新湖區的書記楊程程是個女同志,降住丁長生的可能性不大,那麼兩人如果發生了矛盾,互不相讓,那新湖區的幹部將何以自處?那不是亂套了嗎?
“丁長生,什麼時候學會謙虛了,我記的你一向都是天不怕地不怕的,這次這是怎麼了?是真心話還是客氣話?”司南下笑笑,扔了一支菸給丁長生,丁長生趕緊掏出火替司南下點上,但是自己卻沒點。
“書記,我說的是真的,開發區這一攤我已經是很吃力了,讓我去管那麼大一個區,我覺得沒成功的可能性,幹不了就是幹不了,癩蛤蟆墊牀腿,我不能硬撐着啊”。丁長生不爲所動。
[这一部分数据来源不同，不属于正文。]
//! Operator allow-list and operator/value validation.

use crate::error::{OrmError, OrmResult};
use crate::value::Value;

/// Operators accepted in a predicate, lowercase.
pub const OPERATORS: &[&str] = &[
    "=",
    "<",
    ">",
    "<=",
    ">=",
    "<>",
    "!=",
    "<=>",
    "like",
    "like binary",
    "not like",
    "ilike",
    "&",
    "|",
    "^",
    "<<",
    ">>",
    "rlike",
    "not rlike",
    "regexp",
    "not regexp",
    "~",
    "~*",
    "!~",
    "!~*",
    "similar to",
    "not similar to",
    "not ilike",
    "~~*",
    "!~~*",
];

/// Operators that may be paired with NULL.
const NULL_SAFE: &[&str] = &["=", "<>", "!="];

/// Normalize an operator for emission: inner whitespace collapsed, keywords uppercased.
///
/// Fails with [`OrmError::InvalidOperator`] for anything outside [`OPERATORS`].
pub fn normalize_operator(operator: &str) -> OrmResult<String> {
    let collapsed = operator.split_whitespace().collect::<Vec<_>>().join(" ");
    let lower = collapsed.to_ascii_lowercase();
    if OPERATORS.contains(&lower.as_str()) {
        Ok(collapsed.to_ascii_uppercase())
    } else {
        Err(OrmError::InvalidOperator(operator.to_string()))
    }
}

/// Whether `operator` can never match when compared against `value`.
pub fn is_invalid_combination(operator: &str, value: &Value) -> bool {
    let lower = operator.to_ascii_lowercase();
    value.is_null()
        && OPERATORS.contains(&lower.as_str())
        && !NULL_SAFE.contains(&lower.as_str())
}

/// Resolve the `(value, operator)` pair of a predicate.
///
/// With `used_default_equality` the operator is `=` unconditionally. Otherwise
/// the operator must be known, and NULL is only accepted by `=`, `<>` and `!=`.
pub fn prepare_value_and_operator(
    value: Value,
    operator: &str,
    used_default_equality: bool,
) -> OrmResult<(Value, String)> {
    if used_default_equality {
        return Ok((value, "=".to_string()));
    }
    let operator = normalize_operator(operator)?;
    if is_invalid_combination(&operator, &value) {
        return Err(OrmError::invalid_combination(operator));
    }
    Ok((value, operator))
}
“晚了,書記辦公會都已經通過了,常委會也不會有障礙,你準備一下吧,開發區那邊你還得兼職幾個月,我找着合適的人選來接替你,長生,關一山一案的餘波到底會有多大的震動,還很難說,新湖區的幹部現在是人心惶惶,你去了之後,第一就是先穩定人心,這是第一位的,然後才能再開展工作,新湖區的經濟水平這幾年一直都是徘徊不前,這一點你要注意,經濟搞上去,人心擰起來,這是你年前的工作重點”。司南下說道。
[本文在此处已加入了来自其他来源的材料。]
#[cfg(test)]
mod tests {
    use super::*;

    #[test]
    fn absent_values() {
        assert!(Value::Null.is_absent());
        assert!(Value::Bool(false).is_absent());
        assert!(Value::from("").is_absent());
        assert!(Value::from(" ").is_absent());
        assert!(!Value::from("0").is_absent());
        assert!(!Value::Int(0).is_absent());
        assert!(!Value::from("  ").is_absent());
    }

    #[test]
    fn loose_equality_crosses_numeric_kinds() {
        assert!(Value::Int(5).loose_eq(&Value::Float(5.0)));
        assert!(Value::Int(5).loose_eq(&Value::from("5")));
        assert!(!Value::Int(5).loose_eq(&Value::from("five")));
        assert!(!Value::Null.loose_eq(&Value::Int(0)));
        assert!(Value::Null.loose_eq(&Value::Null));
        assert!(!Value::from("a").loose_eq(&Value::from("b")));
    }

    #[test]
    fn literals_escape_quotes() {
        assert_eq!(Value::Int(7).to_sql_literal(), "7");
        assert_eq!(Value::from("o'hara").to_sql_literal(), "'o''hara'");
        assert_eq!(Value::Null.to_sql_literal(), "NULL");
        assert_eq!(Value::Bool(true).to_sql_literal(), "TRUE");
    }

    #[test]
    fn kinds_follow_runtime_type() {
        assert_eq!(Value::from("x").kind(), ParamKind::String);
        assert_eq!(Value::Int(1).kind(), ParamKind::Integer);
        assert_eq!(Value::Null.kind(), ParamKind::Null);
        assert_eq!(Value::Bool(true).kind(), ParamKind::Boolean);
        assert_eq!(Value::Float(1.5).kind(), ParamKind::String);
    }

    #[test]
    fn from_value_conversions() {
        assert_eq!(i32::from_value(&Value::Int(42)), Ok(42));
        assert_eq!(i64::from_value(&Value::from("17")), Ok(17));
        assert_eq!(Option::<String>::from_value(&Value::Null), Ok(None));
        assert_eq!(
            Option::<String>::from_value(&Value::from("a")),
            Ok(Some("a".to_string()))
        );
        assert!(i16::from_value(&Value::Int(i64::MAX)).is_err());
        assert!(bool::from_value(&Value::from("yes")).is_err());
    }

    fn encode(value: &Value, ty: &Type) -> Result<Option<Vec<u8>>, BoxError> {
        let mut buf = BytesMut::new();
        match value.to_sql_checked(ty, &mut buf)? {
            IsNull::Yes => Ok(None),
            IsNull::No => Ok(Some(buf.to_vec())),
        }
    }

    fn native<T: ToSql>(value: T, ty: &Type) -> Option<Vec<u8>> {
        let mut buf = BytesMut::new();
        value.to_sql(ty, &mut buf).unwrap();
        Some(buf.to_vec())
    }

    fn decimal(s: &str) -> Decimal {
        s.parse().unwrap()
    }

    #[test]
    fn null_binds_as_null_for_any_type() {
        for ty in [Type::INT4, Type::NUMERIC, Type::TIMESTAMP, Type::TEXT, Type::INTERVAL] {
            assert_eq!(encode(&Value::Null, &ty).unwrap(), None);
        }
    }

    #[test]
    fn integers_follow_the_parameter_type() {
        let v = Value::Int(42);
        assert_eq!(encode(&v, &Type::INT2).unwrap(), native(42i16, &Type::INT2));
        assert_eq!(encode(&v, &Type::INT4).unwrap(), native(42i32, &Type::INT4));
        assert_eq!(encode(&v, &Type::INT8).unwrap(), native(42i64, &Type::INT8));
        assert_eq!(encode(&v, &Type::FLOAT8).unwrap(), native(42f64, &Type::FLOAT8));
        assert_eq!(encode(&v, &Type::NUMERIC).unwrap(), native(decimal("42"), &Type::NUMERIC));
        assert_eq!(encode(&v, &Type::TEXT).unwrap(), Some(b"42".to_vec()));
        assert!(encode(&Value::Int(i64::MAX), &Type::INT2).is_err());
        assert!(encode(&v, &Type::UUID).is_err());
    }

    #[test]
    fn numeric_parameters_accept_floats_and_text() {
        let expected = native(decimal("9.99"), &Type::NUMERIC);
        assert_eq!(encode(&Value::Float(9.99), &Type::NUMERIC).unwrap(), expected);
        assert_eq!(encode(&Value::from("9.99"), &Type::NUMERIC).unwrap(), expected);
        assert_eq!(
            encode(&Value::from("10"), &Type::NUMERIC).unwrap(),
            native(decimal("10"), &Type::NUMERIC)
        );
        assert!(encode(&Value::Float(f64::NAN), &Type::NUMERIC).is_err());
        assert!(encode(&Value::from("ten"), &Type::NUMERIC).is_err());
    }

    #[test]
    fn floats_and_booleans() {
        assert_eq!(
            encode(&Value::Float(1.5), &Type::FLOAT4).unwrap(),
            native(1.5f32, &Type::FLOAT4)
        );
        assert_eq!(
            encode(&Value::Bool(true), &Type::INT4).unwrap(),
            native(1i32, &Type::INT4)
        );
        assert_eq!(
            encode(&Value::from("t"), &Type::BOOL).unwrap(),
            native(true, &Type::BOOL)
        );
        assert!(encode(&Value::Float(1.5), &Type::DATE).is_err());
    }

    #[test]
    fn timestamps_accept_both_separators() {
        let ts = chrono::NaiveDate::from_ymd_opt(2024, 1, 1)
            .and_then(|d| d.and_hms_milli_opt(10, 0, 0, 250))
            .unwrap();
        let expected = native(ts, &Type::TIMESTAMP);
        for text in ["2024-01-01T10:00:00.250", "2024-01-01 10:00:00.25"] {
            assert_eq!(encode(&Value::from(text), &Type::TIMESTAMP).unwrap(), expected);
        }
        let formatted = ts.format(TIMESTAMP_FORMAT).to_string();
        assert_eq!(parse_timestamp(&formatted).unwrap(), ts);
        assert!(encode(&Value::from("yesterday"), &Type::TIMESTAMP).is_err());
    }

    #[test]
    fn text_coerces_into_typed_columns() {
        let id = "67e55044-10b1-426f-9247-bb680e5fe0c8";
        assert_eq!(
            encode(&Value::from(id), &Type::UUID).unwrap(),
            native(id.parse::<uuid::Uuid>().unwrap(), &Type::UUID)
        );
        assert_eq!(
            encode(&Value::from("2024-02-29"), &Type::DATE).unwrap(),
            native(chrono::NaiveDate::from_ymd_opt(2024, 2, 29).unwrap(), &Type::DATE)
        );
        assert_eq!(
            encode(&Value::from("12:30:00"), &Type::TIME).unwrap(),
            native(chrono::NaiveTime::from_hms_opt(12, 30, 0).unwrap(), &Type::TIME)
        );
        assert_eq!(
            encode(&Value::from(r#"{"a":1}"#), &Type::JSONB).unwrap(),
            native(serde_json::json!({"a": 1}), &Type::JSONB)
        );
        assert_eq!(
            encode(&Value::from("\\x01ff"), &Type::BYTEA).unwrap(),
            Some(vec![0x01, 0xff])
        );
        assert!(encode(&Value::from("\\x0"), &Type::BYTEA).is_err());
    }

    #[test]
    fn enum_labels_bind_as_text_and_unknown_types_are_refused() {
        let mood = Type::new(
            "mood".to_string(),
            90_001,
            Kind::Enum(vec!["happy".to_string()]),
            "public".to_string(),
        );
        assert_eq!(encode(&Value::from("happy"), &mood).unwrap(), Some(b"happy".to_vec()));
        assert!(encode(&Value::from("1 day"), &Type::INTERVAL).is_err());
    }
}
“書記,你是真的想讓我去當炮灰啊?我和你好歹也是鄉黨,都是白山出來的,您就這麼想着看我的笑話?”丁長生開玩笑道。
“屁話,誰想着看你的笑話了,這是你的老領導親自推薦的,你有委屈找仲華說去,我可告訴你,新湖區的局面你給我穩住了,新湖區事關舊城改造的大局,你要是穩不住新湖區,別怪我找你算賬”。司南下嚴肅的說道。
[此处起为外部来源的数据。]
//! Statement execution: placeholder rewrite, timeout and tracing.

use crate::builder::{Params, Statement};
use crate::client::GenericClient;
use crate::error::{OrmError, OrmResult};
use crate::row::Record;
use crate::value::{ParamKind, Value};
use std::future::Future;
use std::time::Duration;

/// Run `future`, bounded by `timeout` when one is set.
///
/// On expiry a server-side cancel is sent in the background through the
/// client's cancel token, if it has one.
pub async fn with_timeout<C, T, F>(conn: &C, timeout: Option<Duration>, future: F) -> OrmResult<T>
where
    C: GenericClient + ?Sized,
    F: Future<Output = OrmResult<T>> + Send,
{
    match timeout {
        Some(timeout) => tokio::time::timeout(timeout, future).await.map_err(|_| {
            if let Some(cancel_token) = conn.cancel_token() {
                tokio::spawn(async move {
                    let _ = cancel_token.cancel_query(tokio_postgres::NoTls).await;
                });
            }
            OrmError::Timeout(timeout)
        })?,
        None => future.await,
    }
}

fn bind(statement: &Statement) -> OrmResult<(String, Vec<Value>)> {
    let (sql, values) = statement.to_postgres()?;
    let kinds: Vec<ParamKind> = match &statement.params {
        Params::Positional(_) => values.iter().map(Value::kind).collect(),
        Params::Named(_) => Vec::new(),
    };
    tracing::debug!(
        target: "pgfluent.sql",
        kind = %statement.kind,
        sql = %sql,
        param_count = values.len(),
        param_kinds = ?kinds,
        "executing statement"
    );
    Ok((sql, values))
}

/// Run a row-returning statement.
pub async fn fetch<C>(conn: &C, statement: &Statement, timeout: Option<Duration>) -> OrmResult<Vec<Record>>
where
    C: GenericClient + ?Sized,
{
    let (sql, values) = bind(statement)?;
    let timeout = timeout.or_else(|| conn.query_timeout());
    conn.query_with_timeout(&sql, &values, timeout).await
}

/// Run a statement and return the affected row count.
pub async fn execute<C>(conn: &C, statement: &Statement, timeout: Option<Duration>) -> OrmResult<u64>
where
    C: GenericClient + ?Sized,
{
    let (sql, values) = bind(statement)?;
    let timeout = timeout.or_else(|| conn.query_timeout());
    conn.execute_with_timeout(&sql, &values, timeout).await
}

#[cfg(test)]
mod tests {
    use super::*;
    use crate::builder::StatementKind;

    struct SlowClient;

    impl GenericClient for SlowClient {
        async fn query(&self, _: &str, _: &[Value]) -> OrmResult<Vec<Record>> {
            tokio::time::sleep(Duration::from_secs(5)).await;
            Ok(vec![])
        }

        async fn execute(&self, _: &str, _: &[Value]) -> OrmResult<u64> {
            Ok(1)
        }

        fn query_timeout(&self) -> Option<Duration> {
            Some(Duration::from_millis(10))
        }
    }

    /// Runs statements on a connection it picks per call, like the pooled handle.
    #[derive(Default)]
    struct PerCallClient {
        timeouts: std::sync::Mutex<Vec<Option<Duration>>>,
    }

    impl GenericClient for PerCallClient {
        async fn query(&self, _: &str, _: &[Value]) -> OrmResult<Vec<Record>> {
            Ok(vec![])
        }

        async fn execute(&self, _: &str, _: &[Value]) -> OrmResult<u64> {
            Ok(0)
        }

        fn query_timeout(&self) -> Option<Duration> {
            Some(Duration::from_secs(2))
        }

        async fn query_with_timeout(
            &self,
            sql: &str,
            params: &[Value],
            timeout: Option<Duration>,
        ) -> OrmResult<Vec<Record>> {
            self.timeouts.lock().unwrap().push(timeout);
            self.query(sql, params).await
        }
    }

    fn statement() -> Statement {
        Statement {
            kind: StatementKind::Select,
            sql: "SELECT * FROM t WHERE id = ?".to_string(),
            params: Params::Positional(vec![Value::Int(1)]),
        }
    }

    #[tokio::test]
    async fn client_timeout_applies_when_statement_has_none() {
        let err = fetch(&SlowClient, &statement(), None).await.unwrap_err();
        assert!(err.is_timeout());
    }

    #[tokio::test]
    async fn explicit_timeout_wins() {
        let err = fetch(&SlowClient, &statement(), Some(Duration::from_millis(1)))
            .await
            .unwrap_err();
        assert!(matches!(err, OrmError::Timeout(d) if d == Duration::from_millis(1)));
    }

    #[tokio::test]
    async fn execute_returns_affected_rows() {
        assert_eq!(execute(&SlowClient, &statement(), None).await.unwrap(), 1);
    }

    #[tokio::test]
    async fn timeout_is_handed_to_the_client_that_runs_the_statement() {
        let client = PerCallClient::default();
        fetch(&&client, &statement(), None).await.unwrap();
        fetch(&client, &statement(), Some(Duration::from_millis(5))).await.unwrap();
        assert_eq!(
            *client.timeouts.lock().unwrap(),
            vec![Some(Duration::from_secs(2)), Some(Duration::from_millis(5))]
        );
    }
}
“得,我看哪,你們都是撿軟柿子捏,我又不是萬金油,往哪裡都能抹,等着好吧,新湖區這件事,非得幹砸了不可”。丁長生說罷,懶洋洋的站起來,和司南下打了個招呼出去了。
既然到了市委,不去仲華那裡是不可能的,況且這次還是仲華推薦了自己,雖然自己不想去,但是話又說回來,不是哪個人都能得到仲華的推薦的,他知道仲華這是爲了自己好,但是新湖區現在是個火焰山,不定什麼時候就要噴發,到時候可就真的是粉身碎骨了。
仲華倒是顯得很忙的樣子,丁長生敲門進去時,筆耕不輟的在寫着什麼,見丁長生進來,高興停了手裡的筆,還站起來給丁長生倒了杯水,讓丁長生一下子感到,自己怎麼就這麼心軟呢,來的時候還有一大堆的牢騷話,但是進門之後看見仲華,這牢騷就沒了。
“見到司書記了吧?”仲華問道。
“嗯,見了,剛剛聽完訓示,老領導,您有什麼訓示,儘管訓示吧,我看,這新湖區可能是我的一道坎,真是不知道能不能過得去呢”。丁長生雖然沒發牢騷,但是卻嘆氣道。